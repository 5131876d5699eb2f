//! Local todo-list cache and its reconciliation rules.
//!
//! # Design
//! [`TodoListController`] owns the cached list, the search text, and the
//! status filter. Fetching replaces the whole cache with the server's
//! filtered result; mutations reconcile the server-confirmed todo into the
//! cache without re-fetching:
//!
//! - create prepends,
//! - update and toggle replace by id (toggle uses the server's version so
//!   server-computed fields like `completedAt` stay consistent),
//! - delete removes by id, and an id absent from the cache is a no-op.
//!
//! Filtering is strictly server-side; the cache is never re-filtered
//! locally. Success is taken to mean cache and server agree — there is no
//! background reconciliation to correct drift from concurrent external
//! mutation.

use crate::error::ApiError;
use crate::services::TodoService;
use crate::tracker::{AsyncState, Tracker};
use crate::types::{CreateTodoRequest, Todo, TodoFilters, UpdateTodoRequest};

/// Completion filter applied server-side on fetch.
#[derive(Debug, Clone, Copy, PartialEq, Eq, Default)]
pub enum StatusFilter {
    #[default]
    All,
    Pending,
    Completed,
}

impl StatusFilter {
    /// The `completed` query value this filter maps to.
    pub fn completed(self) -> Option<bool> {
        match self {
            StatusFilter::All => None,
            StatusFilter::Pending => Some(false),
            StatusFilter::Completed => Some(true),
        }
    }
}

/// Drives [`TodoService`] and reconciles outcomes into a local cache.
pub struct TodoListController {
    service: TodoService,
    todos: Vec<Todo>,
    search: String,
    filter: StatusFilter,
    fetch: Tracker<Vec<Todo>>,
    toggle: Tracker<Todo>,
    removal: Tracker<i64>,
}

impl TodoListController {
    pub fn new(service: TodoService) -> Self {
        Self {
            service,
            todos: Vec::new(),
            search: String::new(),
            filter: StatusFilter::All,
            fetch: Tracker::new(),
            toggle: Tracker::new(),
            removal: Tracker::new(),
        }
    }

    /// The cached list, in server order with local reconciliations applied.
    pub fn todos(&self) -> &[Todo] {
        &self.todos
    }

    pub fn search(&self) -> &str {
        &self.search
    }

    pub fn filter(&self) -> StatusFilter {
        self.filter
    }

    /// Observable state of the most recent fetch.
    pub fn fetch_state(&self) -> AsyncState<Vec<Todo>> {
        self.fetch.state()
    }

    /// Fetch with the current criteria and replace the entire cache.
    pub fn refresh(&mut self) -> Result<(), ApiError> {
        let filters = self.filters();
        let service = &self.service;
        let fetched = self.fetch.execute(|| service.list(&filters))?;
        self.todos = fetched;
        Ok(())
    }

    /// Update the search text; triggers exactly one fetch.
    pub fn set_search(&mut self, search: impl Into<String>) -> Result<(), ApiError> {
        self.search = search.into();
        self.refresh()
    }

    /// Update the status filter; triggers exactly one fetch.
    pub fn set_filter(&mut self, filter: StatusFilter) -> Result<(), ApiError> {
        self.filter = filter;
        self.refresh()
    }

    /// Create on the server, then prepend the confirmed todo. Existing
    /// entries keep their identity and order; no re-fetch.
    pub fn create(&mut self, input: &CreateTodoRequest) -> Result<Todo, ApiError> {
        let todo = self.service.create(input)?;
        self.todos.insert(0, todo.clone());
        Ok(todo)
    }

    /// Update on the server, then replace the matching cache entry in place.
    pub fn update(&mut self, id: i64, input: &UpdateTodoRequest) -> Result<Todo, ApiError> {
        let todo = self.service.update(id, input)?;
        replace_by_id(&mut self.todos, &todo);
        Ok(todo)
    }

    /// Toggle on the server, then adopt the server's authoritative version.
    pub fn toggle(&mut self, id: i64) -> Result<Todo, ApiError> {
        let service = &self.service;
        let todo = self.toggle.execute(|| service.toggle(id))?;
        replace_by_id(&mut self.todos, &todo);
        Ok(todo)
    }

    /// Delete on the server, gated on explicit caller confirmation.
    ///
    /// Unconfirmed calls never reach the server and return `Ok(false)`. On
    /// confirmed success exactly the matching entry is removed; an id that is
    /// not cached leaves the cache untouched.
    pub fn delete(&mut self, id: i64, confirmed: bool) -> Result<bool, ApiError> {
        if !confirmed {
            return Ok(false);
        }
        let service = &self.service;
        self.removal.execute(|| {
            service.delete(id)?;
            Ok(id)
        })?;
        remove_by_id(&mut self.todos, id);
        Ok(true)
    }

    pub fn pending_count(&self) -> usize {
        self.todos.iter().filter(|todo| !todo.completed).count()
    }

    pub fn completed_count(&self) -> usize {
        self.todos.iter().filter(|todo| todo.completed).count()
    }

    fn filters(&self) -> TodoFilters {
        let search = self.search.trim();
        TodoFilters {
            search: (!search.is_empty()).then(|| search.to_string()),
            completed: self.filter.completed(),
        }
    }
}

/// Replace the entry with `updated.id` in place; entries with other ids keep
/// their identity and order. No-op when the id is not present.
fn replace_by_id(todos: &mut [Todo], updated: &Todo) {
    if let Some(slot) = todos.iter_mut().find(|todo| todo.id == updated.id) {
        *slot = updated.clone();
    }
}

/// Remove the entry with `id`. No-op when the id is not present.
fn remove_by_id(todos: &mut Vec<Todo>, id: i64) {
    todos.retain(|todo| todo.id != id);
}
══════
## [Action item]
Please count how many lines in the preceding records hold the word "crate", then give only that number.

## [Answer section]
4